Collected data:
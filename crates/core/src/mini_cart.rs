//! Open/close state of the header mini-cart and its fetch gate.
//!
//! Opening the mini-cart must not hit the backend when the cached cart is
//! still fresh, and the check runs at most once per open: it is re-armed only
//! when the mini-cart closes. When the cart is stale, signed-in users always
//! fetch their cart; guests first ask the cheap guest-cart endpoint and only
//! fetch when a guest cart with items exists.
//!
//! This module decides *what* to do. Performing the calls is up to the
//! caller, which then reports back through [`MiniCartGate::guest_check`].

use serde::{Deserialize, Serialize};

/// What the caller must do after the mini-cart opens.
#[derive(Debug, Clone, Copy, PartialEq, Eq)]
pub enum OpenPlan {
    /// The cached cart is fresh; no network.
    Skip,
    /// Fetch the full cart.
    FetchCart,
    /// Ask whether a guest cart exists, then continue with [`GuestCheck`].
    CheckGuestCart,
}

/// Result of the guest-cart existence check.
#[derive(Debug, Clone, Copy, PartialEq, Eq)]
pub enum GuestCheck {
    /// A guest cart with at least one item exists.
    HasItems,
    /// No guest cart, or an empty one.
    Empty,
    /// The check itself failed.
    Failed,
}

/// Follow-up after a guest check.
#[derive(Debug, Clone, Copy, PartialEq, Eq)]
pub enum GuestFollowUp {
    /// Fetch the full cart.
    FetchCart,
    /// Record an empty cart as the fresh snapshot.
    UseEmptyCart,
}

/// Per-visitor mini-cart state, persisted in the session.
#[derive(Debug, Clone, Copy, PartialEq, Eq, Default, Serialize, Deserialize)]
pub struct MiniCartGate {
    is_open: bool,
    checked: bool,
}

impl MiniCartGate {
    #[must_use]
    pub const fn is_open(&self) -> bool {
        self.is_open
    }

    /// Whether the freshness check already ran since the last close.
    #[must_use]
    pub const fn checked(&self) -> bool {
        self.checked
    }

    /// Open the mini-cart and decide whether to load anything.
    ///
    /// `stale` reports the cart snapshot's freshness at the moment of opening.
    pub fn open(&mut self, stale: bool, authenticated: bool) -> OpenPlan {
        self.is_open = true;
        if self.checked {
            return OpenPlan::Skip;
        }
        self.checked = true;
        match (stale, authenticated) {
            (false, _) => OpenPlan::Skip,
            (true, true) => OpenPlan::FetchCart,
            (true, false) => OpenPlan::CheckGuestCart,
        }
    }

    /// Continue after [`OpenPlan::CheckGuestCart`].
    ///
    /// A failed check still fetches the cart so a transient error on the cheap
    /// endpoint never hides a real cart.
    #[must_use]
    pub const fn guest_check(&self, check: GuestCheck) -> GuestFollowUp {
        match check {
            GuestCheck::HasItems | GuestCheck::Failed => GuestFollowUp::FetchCart,
            GuestCheck::Empty => GuestFollowUp::UseEmptyCart,
        }
    }

    /// Close the mini-cart and re-arm the check. Never touches the network.
    pub fn close(&mut self) {
        self.is_open = false;
        self.checked = false;
    }

    /// Open when closed, close when open. Returns the plan on open.
    pub fn toggle(&mut self, stale: bool, authenticated: bool) -> Option<OpenPlan> {
        if self.is_open {
            self.close();
            None
        } else {
            Some(self.open(stale, authenticated))
        }
    }
}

| Directions for this task |
What is wanted is the line containing "pub fn toggle(&mut" and every line after it through the last line of the entries, printed exactly.

| Exercise response |
    pub fn toggle(&mut self, stale: bool, authenticated: bool) -> Option<OpenPlan> {
        if self.is_open {
            self.close();
            None
        } else {
            Some(self.open(stale, authenticated))
        }
    }
}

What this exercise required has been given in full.